In his indispensable book of children’s poetry Alligator Pie, Dennis Lee has a verse about the Ookpik, a big-eyed, all-fluff snowy owl figure popularized in the 1960s as an Inuit handicraft toy.

Ookpik is sublimely Lee, in that the poem is so bouncy and mischievous that its profound brilliance tiptoes right up behind you. It starts like this:

“An Ookpik is nothing but hair.

If you shave him, he isn’t there.”

I think about this couplet a lot. Like much of Alligator Pie, it’s very useful for trying to make sense of the world. There are a lot of people, especially in Ottawa, where if you shave the obfuscating fuzz off what they say or do, you’re left with nothing but a handful of hair and more questions than you had before you started trying to comb out the knot.

Which brings us to Justin Trudeau’s 25-minute live interview on CBC’s Power & Politics this week. It’s highly unusual for anyone to get a long sit-down with a Prime Minister, so listening to him explain events, decisions and his thinking at length is rare and important.

It didn’t start out very illuminating. The first half of the interview revolved around foreign interference, and in Mr. Trudeau’s responses to host David Cochrane’s precise and thoughtful questions, there was that frustrating Ookpik quality.

Continuing confusion about the degree to which parliamentarians might be compromised – Green Party Leader Elizabeth May snuffed the flames only for NDP Leader Jagmeet Singh to show up 24 hours later with a jerry can after reading the exact same report – is exactly why the inquiry Mr. Trudeau called is necessary and helpful, the Prime Minister said. He waved off a question about the limitations of what that exercise would be able to disclose or clarify in public.

On the dynamic with the Indian government and his conversation with Prime Minister Narendra Modi at the G7 a few days earlier – as Canada investigates the killing of a Sikh separatist in British Columbia that Mr. Trudeau says involved Indian state actors – he served up a word salad that wouldn’t feed a hamster.

“One of the really good things about summits is you get an opportunity to engage directly with a huge range of different leaders with whom there are various issues,” he said.

When someone responds to an interview question in a useful way, it’s like playing catch: You toss the ball, it lands solidly in their glove, they palm it and throw it back to you.
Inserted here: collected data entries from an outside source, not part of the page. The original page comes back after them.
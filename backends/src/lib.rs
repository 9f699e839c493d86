use std::fmt;
use std::sync::Arc;
use std::thread::JoinHandle;
use std::time::Duration;
use tokio::sync::{oneshot, watch};
use tokio::time::Instant;
use tracing::{instrument, Span};

pub use search_ranking_backend_core::{
    BackendError, ComputeTarget, Metadata, Metric, ModelFamily, PairBatch, Query, RerankModel,
    RetrievalRequest, RetrievedItem, Retriever, Value,
};

/// Shared handle over a rerank model served by a fixed pool of worker threads
#[derive(Debug, Clone)]
pub struct RerankBackend {
    /// Channel to communicate with the worker threads
    sender: async_channel::Sender<ModelCommand>,
    /// Health status
    health_receiver: watch::Receiver<bool>,
    _workers: Arc<WorkerPool>,
    pub families: Vec<ModelFamily>,
    pub max_batch_size: Option<usize>,
    pub workers: usize,
}

impl RerankBackend {
    pub fn new(
        model: Arc<dyn RerankModel + Send + Sync>,
        workers: usize,
    ) -> Result<Self, BackendError> {
        if workers == 0 {
            return Err(BackendError::Start(
                "at least one rerank worker is required".to_string(),
            ));
        }
        let families = model.families();
        if families.is_empty() {
            return Err(BackendError::NoBackend);
        }
        let max_batch_size = model.max_batch_size();

        tracing::info!("Starting {workers} rerank workers");

        let (sender, receiver) = async_channel::bounded(workers * 4);
        let (health_sender, health_receiver) = watch::channel(false);
        let health_sender = Arc::new(health_sender);

        let handles = (0..workers)
            .map(|_| {
                let model = model.clone();
                let receiver = receiver.clone();
                let health_sender = health_sender.clone();
                std::thread::spawn(move || model_worker(model, receiver, health_sender))
            })
            .collect();

        Ok(Self {
            sender,
            health_receiver,
            _workers: Arc::new(WorkerPool(handles)),
            families,
            max_batch_size,
            workers,
        })
    }

    pub fn supports(&self, family: ModelFamily) -> bool {
        self.families.contains(&family)
    }

    #[instrument(skip(self))]
    pub async fn health(&self) -> Result<(), BackendError> {
        if *self.health_receiver.borrow() {
            // Only ask the model for its health status
            let (sender, receiver) = oneshot::channel();
            self.call(ModelCommand::Health(Span::current(), sender), receiver)
                .await
        } else {
            // Un-healthy or just started: run a forward pass on a warmup input
            if self.supports(ModelFamily::CrossEncoder) {
                let batch = PairBatch {
                    query: Query::from_text("health"),
                    documents: vec!["health".to_string()],
                };
                let (sender, receiver) = oneshot::channel();
                self.call(
                    ModelCommand::Predict(batch, Span::current(), sender),
                    receiver,
                )
                .await
                .map(|_| ())
            } else {
                let (sender, receiver) = oneshot::channel();
                self.call(
                    ModelCommand::Embed(vec!["health".to_string()], Span::current(), sender),
                    receiver,
                )
                .await
                .map(|_| ())
            }
        }
    }

    #[instrument(skip(self))]
    pub fn health_watcher(&self) -> watch::Receiver<bool> {
        self.health_receiver.clone()
    }

    #[instrument(skip_all, fields(batch_size = batch.len()))]
    pub async fn predict(
        &self,
        batch: PairBatch,
        deadline: Instant,
    ) -> Result<(Vec<f32>, Duration), BackendError> {
        let (sender, receiver) = oneshot::channel();
        let command = ModelCommand::Predict(batch, Span::current(), sender);
        tokio::time::timeout_at(deadline, self.call(command, receiver))
            .await
            .map_err(|_| BackendError::Timeout)?
    }

    #[instrument(skip_all, fields(batch_size = texts.len()))]
    pub async fn embed(
        &self,
        texts: Vec<String>,
        deadline: Instant,
    ) -> Result<(Vec<Vec<f32>>, Duration), BackendError> {
        let (sender, receiver) = oneshot::channel();
        let command = ModelCommand::Embed(texts, Span::current(), sender);
        tokio::time::timeout_at(deadline, self.call(command, receiver))
            .await
            .map_err(|_| BackendError::Timeout)?
    }

    async fn call<T>(
        &self,
        command: ModelCommand,
        receiver: oneshot::Receiver<Result<T, BackendError>>,
    ) -> Result<T, BackendError> {
        self.sender
            .send(command)
            .await
            .map_err(|_| BackendError::Unhealthy)?;
        receiver
            .await
            .map_err(|_| BackendError::Inference("rerank worker dropped the request".to_string()))?
    }
}

fn model_worker(
    model: Arc<dyn RerankModel + Send + Sync>,
    receiver: async_channel::Receiver<ModelCommand>,
    health_sender: Arc<watch::Sender<bool>>,
) {
    while let Ok(cmd) = receiver.recv_blocking() {
        let start = std::time::Instant::now();
        // Health is published before the response so callers observe it on return
        match cmd {
            ModelCommand::Health(span, sender) => {
                let _span = span.entered();
                let result = model.health();
                let _ = health_sender.send(result.is_ok());
                let _ = sender.send(result);
            }
            ModelCommand::Predict(batch, span, sender) => {
                // The caller gave up while the batch was queued
                if sender.is_closed() {
                    metrics::counter!("sr_rerank_dropped").increment(1);
                    continue;
                }
                let _span = span.entered();
                let expected = batch.len();
                let result = model
                    .predict(batch)
                    .and_then(|scores| check_len(expected, scores.len()).map(|_| scores))
                    .map(|scores| (scores, start.elapsed()));
                metrics::histogram!("sr_rerank_inference_duration")
                    .record(start.elapsed().as_secs_f64());
                let _ = health_sender.send(result.is_ok());
                let _ = sender.send(result);
            }
            ModelCommand::Embed(texts, span, sender) => {
                if sender.is_closed() {
                    metrics::counter!("sr_rerank_dropped").increment(1);
                    continue;
                }
                let _span = span.entered();
                let expected = texts.len();
                let result = model
                    .embed(texts)
                    .and_then(|embeddings| {
                        check_len(expected, embeddings.len()).map(|_| embeddings)
                    })
                    .map(|embeddings| (embeddings, start.elapsed()));
                metrics::histogram!("sr_rerank_inference_duration")
                    .record(start.elapsed().as_secs_f64());
                let _ = health_sender.send(result.is_ok());
                let _ = sender.send(result);
            }
        }
    }
}

fn check_len(expected: usize, got: usize) -> Result<(), BackendError> {
    if expected != got {
        return Err(BackendError::Inference(format!(
            "model returned {got} outputs for {expected} inputs"
        )));
    }
    Ok(())
}

#[derive(Debug)]
struct WorkerPool(Vec<JoinHandle<()>>);

impl Drop for WorkerPool {
    fn drop(&mut self) {
        // Workers exit once every sender is dropped
        for handle in self.0.drain(..) {
            let _ = handle.join();
        }
    }
}

enum ModelCommand {
    Health(Span, oneshot::Sender<Result<(), BackendError>>),
    Predict(
        PairBatch,
        Span,
        oneshot::Sender<Result<(Vec<f32>, Duration), BackendError>>,
    ),
    Embed(
        Vec<String>,
        Span,
        #[allow(clippy::type_complexity)]
        oneshot::Sender<Result<(Vec<Vec<f32>>, Duration), BackendError>>,
    ),
}

/// Deadline bounded access to the vector index
#[derive(Clone)]
pub struct Retrieval {
    retriever: Arc<dyn Retriever>,
}

impl Retrieval {
    pub fn new(retriever: Arc<dyn Retriever>) -> Self {
        Self { retriever }
    }

    #[instrument(skip(self))]
    pub async fn health(&self) -> Result<(), BackendError> {
        self.retriever.health().await
    }

    #[instrument(skip_all, fields(top_k = request.top_k, metric = %request.metric))]
    pub async fn search(
        &self,
        request: RetrievalRequest,
        deadline: Instant,
    ) -> Result<(Vec<RetrievedItem>, Duration), BackendError> {
        let start = std::time::Instant::now();
        let items = tokio::time::timeout_at(deadline, self.retriever.search(request))
            .await
            .map_err(|_| BackendError::Timeout)??;
        Ok((items, start.elapsed()))
    }
}

impl fmt::Debug for Retrieval {
    fn fmt(&self, f: &mut fmt::Formatter<'_>) -> fmt::Result {
        f.debug_struct("Retrieval").finish_non_exhaustive()
    }
}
Ideally, you learn something new – even grading on a curve for a politician.

The defensive mode Mr. Trudeau and his government so often slide into these days is more like table tennis: thwacking the ball back as fast as possible while making only glancing contact.
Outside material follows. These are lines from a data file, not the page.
//! Business rule evaluation
//!
//! Rules are evaluated against candidate metadata. Boost and penalty rules adjust the
//! score, filter and requirement rules decide whether a candidate stays in the set.
use crate::candidate::Candidate;
use crate::RankingError;
use search_ranking_backend::{Metadata, Value};
use serde::{Deserialize, Serialize};
use std::collections::HashSet;
use std::fmt;
use std::mem::discriminant;

#[derive(Debug, Clone, Copy, PartialEq, Eq, Serialize, Deserialize)]
#[serde(rename_all = "snake_case")]
pub enum RuleType {
    Boost,
    Penalty,
    Filter,
    Requirement,
}

impl RuleType {
    pub fn is_admission(&self) -> bool {
        matches!(self, RuleType::Filter | RuleType::Requirement)
    }
}

impl fmt::Display for RuleType {
    fn fmt(&self, f: &mut fmt::Formatter) -> fmt::Result {
        match self {
            RuleType::Boost => write!(f, "boost"),
            RuleType::Penalty => write!(f, "penalty"),
            RuleType::Filter => write!(f, "filter"),
            RuleType::Requirement => write!(f, "requirement"),
        }
    }
}

#[derive(Debug, Clone, Copy, Default, PartialEq, Eq, Serialize, Deserialize)]
#[serde(rename_all = "snake_case")]
pub enum Operator {
    #[default]
    Eq,
    Ne,
    Gt,
    Lt,
    Gte,
    Lte,
    In,
    NotIn,
    Contains,
}

impl Operator {
    /// Compare a metadata value with a rule operand.
    ///
    /// Returns `None` when the two sides cannot be compared with this operator,
    /// which callers treat as "does not match".
    pub fn evaluate(&self, field: &Value, operand: &Value) -> Option<bool> {
        match self {
            Operator::Eq => same_family(field, operand).then(|| field == operand),
            Operator::Ne => same_family(field, operand).then(|| field != operand),
            Operator::Gt => Some(field.as_f64()? > operand.as_f64()?),
            Operator::Lt => Some(field.as_f64()? < operand.as_f64()?),
            Operator::Gte => Some(field.as_f64()? >= operand.as_f64()?),
            Operator::Lte => Some(field.as_f64()? <= operand.as_f64()?),
            Operator::In => Some(operand.as_list()?.contains(field)),
            Operator::NotIn => Some(!operand.as_list()?.contains(field)),
            Operator::Contains => {
                let haystack = field.to_string().to_lowercase();
                let needle = operand.to_string().to_lowercase();
                Some(haystack.contains(&needle))
            }
        }
    }
}

fn same_family(a: &Value, b: &Value) -> bool {
    discriminant(a) == discriminant(b)
}

fn default_weight() -> f32 {
    1.0
}

#[derive(Debug, Clone, PartialEq, Serialize, Deserialize)]
pub struct BusinessRule {
    pub rule_id: String,
    pub rule_type: RuleType,
    pub field: String,
    #[serde(default)]
    pub operator: Operator,
    pub value: Value,
    /// Boost or penalty magnitude, ignored by filter and requirement rules
    #[serde(default = "default_weight")]
    pub weight: f32,
    #[serde(default, skip_serializing_if = "Option::is_none")]
    pub description: Option<String>,
}

impl BusinessRule {
    pub fn new(
        rule_id: impl Into<String>,
        rule_type: RuleType,
        field: impl Into<String>,
        operator: Operator,
        value: impl Into<Value>,
    ) -> Self {
        Self {
            rule_id: rule_id.into(),
            rule_type,
            field: field.into(),
            operator,
            value: value.into(),
            weight: default_weight(),
            description: None,
        }
    }

    pub fn with_weight(mut self, weight: f32) -> Self {
        self.weight = weight;
        self
    }

    pub fn matches(&self, metadata: &Metadata) -> bool {
        metadata
            .get(&self.field)
            .and_then(|value| self.operator.evaluate(value, &self.value))
            .unwrap_or(false)
    }

    pub fn validate(&self) -> Result<(), RankingError> {
        if self.rule_id.is_empty() {
            return Err(RankingError::Config("`rule_id` cannot be empty".to_string()));
        }
        if self.field.is_empty() {
            return Err(RankingError::Config(format!(
                "rule `{}`: `field` cannot be empty",
                self.rule_id
            )));
        }
        if !self.weight.is_finite() || self.weight < 0.0 {
            return Err(RankingError::Config(format!(
                "rule `{}`: `weight` must be a finite value >= 0, got {}",
                self.rule_id, self.weight
            )));
        }
        Ok(())
    }
}

/// Validate every rule and check that ids are unique
pub fn validate(rules: &[BusinessRule]) -> Result<(), RankingError> {
    let mut ids = HashSet::with_capacity(rules.len());
    for rule in rules {
        rule.validate()?;
        if !ids.insert(rule.rule_id.as_str()) {
            return Err(RankingError::Config(format!(
                "duplicate rule id `{}`",
                rule.rule_id
            )));
        }
    }
    Ok(())
}

#[derive(Debug, Clone, PartialEq, Serialize, Deserialize)]
pub struct Removal {
    pub id: String,
    pub rule_id: String,
    /// `filter` or `requirement`
    pub reason: RuleType,
}

#[derive(Debug, Clone, Default)]
pub struct RuleApplication {
    pub candidates: Vec<Candidate>,
    pub removed: Vec<Removal>,
    /// Ids of the rules that matched at least one candidate, in rule order
    pub matched_rules: Vec<String>,
}

/// Apply `rules` to every candidate.
///
/// Boost and penalty weights of all matching rules are summed and applied once:
/// `score * (1 + Σboost - Σpenalty)`. The first failing filter or requirement rule
/// removes the candidate. Survivors are sorted by score, descending, keeping the
/// incoming order for ties.
pub fn apply(candidates: Vec<Candidate>, rules: &[BusinessRule]) -> RuleApplication {
    let mut matched = vec![false; rules.len()];
    let mut kept = Vec::with_capacity(candidates.len());
    let mut removed = Vec::new();

    for mut candidate in candidates {
        let mut adjustment = 0.0_f32;
        let mut removal: Option<&BusinessRule> = None;

        for (i, rule) in rules.iter().enumerate() {
            let is_match = rule.matches(&candidate.metadata);
            matched[i] |= is_match;

            match rule.rule_type {
                RuleType::Boost if is_match => {
                    adjustment += rule.weight;
                    candidate
                        .annotations
                        .business_rule_boosts
                        .insert(rule.rule_id.clone(), rule.weight);
                }
                RuleType::Penalty if is_match => {
                    adjustment -= rule.weight;
                    candidate
                        .annotations
                        .business_rule_penalties
                        .insert(rule.rule_id.clone(), rule.weight);
                }
                RuleType::Filter | RuleType::Requirement if !is_match && removal.is_none() => {
                    removal = Some(rule);
                }
                _ => {}
            }
        }

        if let Some(rule) = removal {
            removed.push(Removal {
                id: candidate.id,
                rule_id: rule.rule_id.clone(),
                reason: rule.rule_type,
            });
            continue;
        }

        if adjustment != 0.0 {
            candidate.score *= 1.0 + adjustment;
        }
        kept.push(candidate);
    }

    kept.sort_by(|a, b| b.score.total_cmp(&a.score));

    let matched_rules = rules
        .iter()
        .zip(matched)
        .filter(|(_, m)| *m)
        .map(|(rule, _)| rule.rule_id.clone())
        .collect();

    RuleApplication {
        candidates: kept,
        removed,
        matched_rules,
    }
}

/// Render the admission rules as a vector index pre-filter, e.g.
/// `category == "audio" and price < 200 and tags in ["a", "b"]`.
///
/// Rules without a predicate form are left out. They are still enforced by [`apply`].
/// `contains` is one of them: index `like` matching is case sensitive.
pub fn filter_expression(rules: &[BusinessRule]) -> Option<String> {
    let clauses: Vec<String> = rules
        .iter()
        .filter(|rule| rule.rule_type.is_admission())
        .filter_map(clause)
        .collect();

    if clauses.is_empty() {
        None
    } else {
        Some(clauses.join(" and "))
    }
}

fn clause(rule: &BusinessRule) -> Option<String> {
    let field = &rule.field;
    let value = &rule.value;
    let comparison =
        |op: &str| -> Option<String> { Some(format!("{field} {op} {}", literal(value)?)) };
    let ordering =
        |op: &str| -> Option<String> { Some(format!("{field} {op} {}", value.as_f64()?)) };
    let membership = |op: &str| -> Option<String> {
        let items = value
            .as_list()?
            .iter()
            .map(literal)
            .collect::<Option<Vec<_>>>()?;
        Some(format!("{field} {op} [{}]", items.join(", ")))
    };

    match rule.operator {
        Operator::Eq => comparison("=="),
        Operator::Ne => comparison("!="),
        Operator::Gt => ordering(">"),
        Operator::Lt => ordering("<"),
        Operator::Gte => ordering(">="),
        Operator::Lte => ordering("<="),
        Operator::In => membership("in"),
        Operator::NotIn => membership("not in"),
        Operator::Contains => None,
    }
}

fn literal(value: &Value) -> Option<String> {
    match value {
        Value::String(s) => Some(format!("\"{}\"", escape(s))),
        Value::Number(n) => Some(n.to_string()),
        Value::Bool(b) => Some(b.to_string()),
        Value::List(_) => None,
    }
}

fn escape(s: &str) -> String {
    s.replace('\\', "\\\\").replace('"', "\\\"")
}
In the latter half of this interview, though, he started playing a little catch, and the result was genuinely illuminating at points.

On whether his government’s changes to capital-gains taxation could dent Canada’s prospects as a high-tech hub, Mr. Trudeau argued that companies purely seeking out maximum profit would choose “a zero-tax location on an island somewhere,” but Canada offers highly trained workers and quality of life.
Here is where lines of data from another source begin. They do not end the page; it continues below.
#[cfg(test)]
mod tests {
    use super::*;
    use pretty_assertions::assert_eq;

    #[test]
    fn test_headers() {
        assert_eq!(
            convert_markdown_to_html("# Header 1"),
            "<h1 class=\"rendered-markdown-h1\">Header 1</h1>"
        );
        assert_eq!(
            convert_markdown_to_html("## Header 2"),
            "<h2 class=\"rendered-markdown-h2\">Header 2</h2>"
        );
        assert_eq!(
            convert_markdown_to_html("### Header 3"),
            "<h3 class=\"rendered-markdown-h3\">Header 3</h3>"
        );
        assert_eq!(
            convert_markdown_to_html("# Header with spaces   "),
            "<h1 class=\"rendered-markdown-h1\">Header with spaces</h1>"
        );
    }

    #[test]
    fn test_multiple_headers() {
        let result = convert_markdown_to_html("# Main Title\n## Subtitle\n### Section");
        assert!(result.contains("<h1 class=\"rendered-markdown-h1\">Main Title</h1>"));
        assert!(result.contains("<h2 class=\"rendered-markdown-h2\">Subtitle</h2>"));
        assert!(result.contains("<h3 class=\"rendered-markdown-h3\">Section</h3>"));
    }

    #[test]
    fn test_emphasis() {
        assert_eq!(
            convert_markdown_to_html("**bold text**"),
            "<strong>bold text</strong>"
        );
        assert_eq!(
            convert_markdown_to_html("*italic text*"),
            "<em>italic text</em>"
        );
        assert_eq!(
            convert_markdown_to_html("This is **bold** and *italic* text"),
            "This is <strong>bold</strong> and <em>italic</em> text"
        );
        assert_eq!(
            convert_markdown_to_html("***bold italic***"),
            "<em><strong>bold italic</strong></em>"
        );
    }

    #[test]
    fn test_lists() {
        assert_eq!(
            convert_markdown_to_html("* Item 1\n* Item 2\n* Item 3"),
            "<ul><li>Item 1</li><li>Item 2</li><li>Item 3</li></ul>"
        );
        assert_eq!(
            convert_markdown_to_html("- Item 1\n- Item 2\n- Item 3"),
            "<ul><li>Item 1</li><li>Item 2</li><li>Item 3</li></ul>"
        );
        assert_eq!(
            convert_markdown_to_html("* Item 1\n- Item 2\n* Item 3"),
            "<ul><li>Item 1</li><li>Item 2</li><li>Item 3</li></ul>"
        );
    }

    #[test]
    fn test_list_items_process_emphasis() {
        let result = convert_markdown_to_html("* **Bold item**\n* *Italic item*");
        assert!(result.contains("<li><strong>Bold item</strong></li>"));
        assert!(result.contains("<li><em>Italic item</em></li>"));
    }

    #[test]
    fn test_indented_markers_are_not_list_items() {
        let result = convert_markdown_to_html("  - indented\ntext");
        assert!(!result.contains("<ul>"));
    }

    #[test]
    fn test_links() {
        assert_eq!(
            convert_markdown_to_html("[Google](https://google.com)"),
            "<a href=\"https://google.com\">Google</a>"
        );
        let result =
            convert_markdown_to_html("Visit [Google](https://google.com) or [GitHub](https://github.com)");
        assert!(result.contains("<a href=\"https://google.com\">Google</a>"));
        assert!(result.contains("<a href=\"https://github.com\">GitHub</a>"));
    }

    #[test]
    fn test_dangerous_link_degrades_to_text() {
        // the lazy url match stops at the first `)`, so the trailing `)`
        // survives as literal text
        assert_eq!(
            convert_markdown_to_html("[Click me](javascript:alert(\"xss\"))"),
            "Click me)"
        );
        assert_eq!(
            convert_markdown_to_html("[Click](javascript:alert(1))"),
            "Click)"
        );
    }

    #[test]
    fn test_link_text_is_escaped_href_is_not() {
        assert_eq!(
            convert_markdown_to_html(
                "[Special & \"chars\"](https://example.com/path?q=test&other=value)"
            ),
            "<a href=\"https://example.com/path?q=test&other=value\">Special &amp; \"chars\"</a>"
        );
    }

    #[test]
    fn test_inline_code() {
        assert_eq!(
            convert_markdown_to_html("run `cargo test` now"),
            "run <code>cargo test</code> now"
        );
        assert_eq!(
            convert_markdown_to_html("`a < b`"),
            "<code>a &lt; b</code>"
        );
    }

    #[test]
    fn test_fenced_code_block() {
        let result = convert_markdown_to_html("```javascript\nconst x = 1;\nconsole.log(x);\n```");
        assert!(result.contains("<div class=\"md-code-container\""));
        assert!(result.contains("data-language=\"javascript\""));
        assert!(result.contains("<pre class=\"code-block\">"));
        assert!(result.contains("<code class=\"language-javascript\">"));
        assert!(result.contains("const x = 1;"));
        assert!(result.contains("console.log(x);"));
        assert!(result.contains("class=\"markdown-copy-button\""));
        assert!(result.contains("onclick=\"copyCodeBlock("));
        assert!(result.contains("class=\"copy-icon\""));
        assert!(result.contains("class=\"check-icon\""));
    }

    #[test]
    fn test_unlabeled_fence_defaults_to_text() {
        let result = convert_markdown_to_html("```\nplain text\n```");
        assert!(result.contains("data-language=\"text\""));
        assert!(result.contains("<code class=\"language-text\">plain text</code>"));
    }

    #[test]
    fn test_code_block_content_is_escaped() {
        let result = convert_markdown_to_html("```html\n<script>alert(\"xss\")</script>\n```");
        assert!(result.contains("&lt;script&gt;"));
        assert!(result.contains("&lt;/script&gt;"));
        assert!(!result.contains("<script>"));
    }

    #[test]
    fn test_multiple_code_blocks() {
        let markdown = "First block:\n```js\nconst a = 1;\n```\n\nSecond block:\n```python\nb = 2\n```";
        let result = convert_markdown_to_html(markdown);
        assert!(result.contains("language-js"));
        assert!(result.contains("language-python"));
        assert!(result.contains("const a = 1;"));
        assert!(result.contains("b = 2"));
        assert!(result.contains("id=\"code-block-0\""));
        assert!(result.contains("id=\"code-block-1\""));
    }

    #[test]
    fn test_code_blocks_are_opaque() {
        let markdown =
            "# Header\n\n```markdown\n# This should not become a header\n**This should not become bold**\n```\n\n**This should become bold**";
        let result = convert_markdown_to_html(markdown);
        assert!(result.contains("<h1 class=\"rendered-markdown-h1\">Header</h1>"));
        assert!(result.contains("<strong>This should become bold</strong>"));
        assert!(result.contains("# This should not become a header"));
        assert!(result.contains("**This should not become bold**"));
        assert!(!result.contains("<h1 class=\"rendered-markdown-h1\">This should not become a header</h1>"));
    }

    #[test]
    fn test_paragraphs() {
        let result =
            convert_markdown_to_html("First paragraph.\n\nSecond paragraph.\n\nThird paragraph.");
        assert_eq!(
            result,
            "<p>First paragraph.</p><p>Second paragraph.</p><p>Third paragraph.</p>"
        );
    }

    #[test]
    fn test_single_newlines_are_preserved() {
        let result = convert_markdown_to_html("Line one\nLine two\nLine three");
        assert_eq!(result, "Line one\nLine two\nLine three");
    }

    #[test]
    fn test_headers_are_not_wrapped_in_paragraphs() {
        let result = convert_markdown_to_html("# Title\n\nBody text.");
        assert_eq!(
            result,
            "<h1 class=\"rendered-markdown-h1\">Title</h1><p>Body text.</p>"
        );
    }

    #[test]
    fn test_table_with_alignment() {
        let markdown = "| Name | Age |\n| :-- | --: |\n| John | 30 |\n| Jane | 25 |";
        let expected = concat!(
            "<table><thead><tr>",
            "<th style=\"text-align: left\">Name</th>",
            "<th style=\"text-align: right\">Age</th>",
            "</tr></thead><tbody>",
            "<tr><td style=\"text-align: left\">John</td><td style=\"text-align: right\">30</td></tr>",
            "<tr><td style=\"text-align: left\">Jane</td><td style=\"text-align: right\">25</td></tr>",
            "</tbody></table>",
        );
        assert_eq!(convert_markdown_to_html(markdown), expected);
    }

    #[test]
    fn test_table_without_alignment() {
        let markdown = "A | B\n--- | ---\n1 | 2";
        assert_eq!(
            convert_markdown_to_html(markdown),
            "<table><thead><tr><th>A</th><th>B</th></tr></thead><tbody><tr><td>1</td><td>2</td></tr></tbody></table>"
        );
    }

    #[test]
    fn test_table_center_alignment() {
        let markdown = "| X |\n| :-: |\n| y |";
        let result = convert_markdown_to_html(markdown);
        assert!(result.contains("<th style=\"text-align: center\">X</th>"));
        assert!(result.contains("<td style=\"text-align: center\">y</td>"));
    }

    #[test]
    fn test_header_only_block_is_not_a_table() {
        let markdown = "| A | B |\nplain text";
        let result = convert_markdown_to_html(markdown);
        assert!(!result.contains("<table>"));
        assert!(result.contains("| A | B |"));
    }

    #[test]
    fn test_ragged_table_rows_are_normalized() {
        let markdown = "| A | B |\n| --- | --- |\n| 1 |\n| 1 | 2 | 3 |";
        let result = convert_markdown_to_html(markdown);
        assert!(result.contains("<tr><td>1</td><td></td></tr>"));
        assert!(result.contains("<tr><td>1</td><td>2</td></tr>"));
    }

    #[test]
    fn test_mixed_document() {
        let markdown = "# Main Title\n\nThis is a paragraph with **bold** and *italic* text.\n\n## Links\n\nVisit these sites:\n* [Google](https://google.com)\n* [GitHub](https://github.com)\n\n### Notes\n\nAnother paragraph here.";
        let result = convert_markdown_to_html(markdown);
        assert!(result.contains("<h1 class=\"rendered-markdown-h1\">Main Title</h1>"));
        assert!(result.contains("<h2 class=\"rendered-markdown-h2\">Links</h2>"));
        assert!(result.contains("<h3 class=\"rendered-markdown-h3\">Notes</h3>"));
        assert!(result.contains("<strong>bold</strong>"));
        assert!(result.contains("<em>italic</em>"));
        assert!(result.contains("<a href=\"https://google.com\">Google</a>"));
        assert!(result.contains("<ul><li>"));
    }
}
“I think there’s a lot of people who are going to be affected by this who are extremely wealthy, who see this as something that is going to make a material difference to them – because they are making such a significant amount of money – who are trying to convince everyone else that there’s a lot more people who are going to be affected by this,” he said.

Mr. Trudeau also said that he and the other G7 leaders had commiserated about how the high cost of living is a universal condition right now. The most interesting question Mr. Cochrane asked came toward the end of their conversation, directly on the heels of Mr. Trudeau talking about how well Canada is doing in relative world terms.

“But despite that optimistic picture, the country is still angry, you can see it in the mood. And increasingly, Prime Minister, a lot of them are mad at you,” the host said. “I know you say you want to beat Pierre Poilievre, you keep coming back to that. But what if you are the reason the Liberals can’t beat the Conservatives in the next election?”

It was arresting. Mr. Trudeau often portrays Mr. Poilievre and his party as an existential threat, and here he was being asked to contemplate whether his personal unpopularity might get those opponents elected.

Mr. Trudeau said he didn’t think Canadians were in “decision mode” right now. Rather, he painted his party’s dire poll results – they’ve been about 20 points behind for months – as a place for people to park their feelings while inflation, the cost of living, housing and interest rates are making them feel strangled.

“And I truly believe that as we choose to step up on solving those challenges, [it will] contrast with a political vision that so far consists from the Conservatives of just making people more angry and saying everything is broken,” he said. “I know Canadians are pragmatic people who focus on solutions, and that’s exactly what we’re going to be doing.”

So, in the Prime Minister’s thinking – at least in this for-public-consumption version – economic rage-anxiety is a worldwide phenomenon, polls are a release valve for those feelings and Mr. Poilievre’s Conservatives are keeping everyone’s anger stoked, while Mr. Trudeau’s Liberals are trying to offer tangible relief. If that takes hold in the time remaining before the next election, he believes, the tide could turn.

The final couplet of Dennis Lee’s poem goes like this:

“He dances from morning to night.

Then he blinks. That turns out the light.”

It doesn’t sound like this Ookpik is anywhere near ready to blink.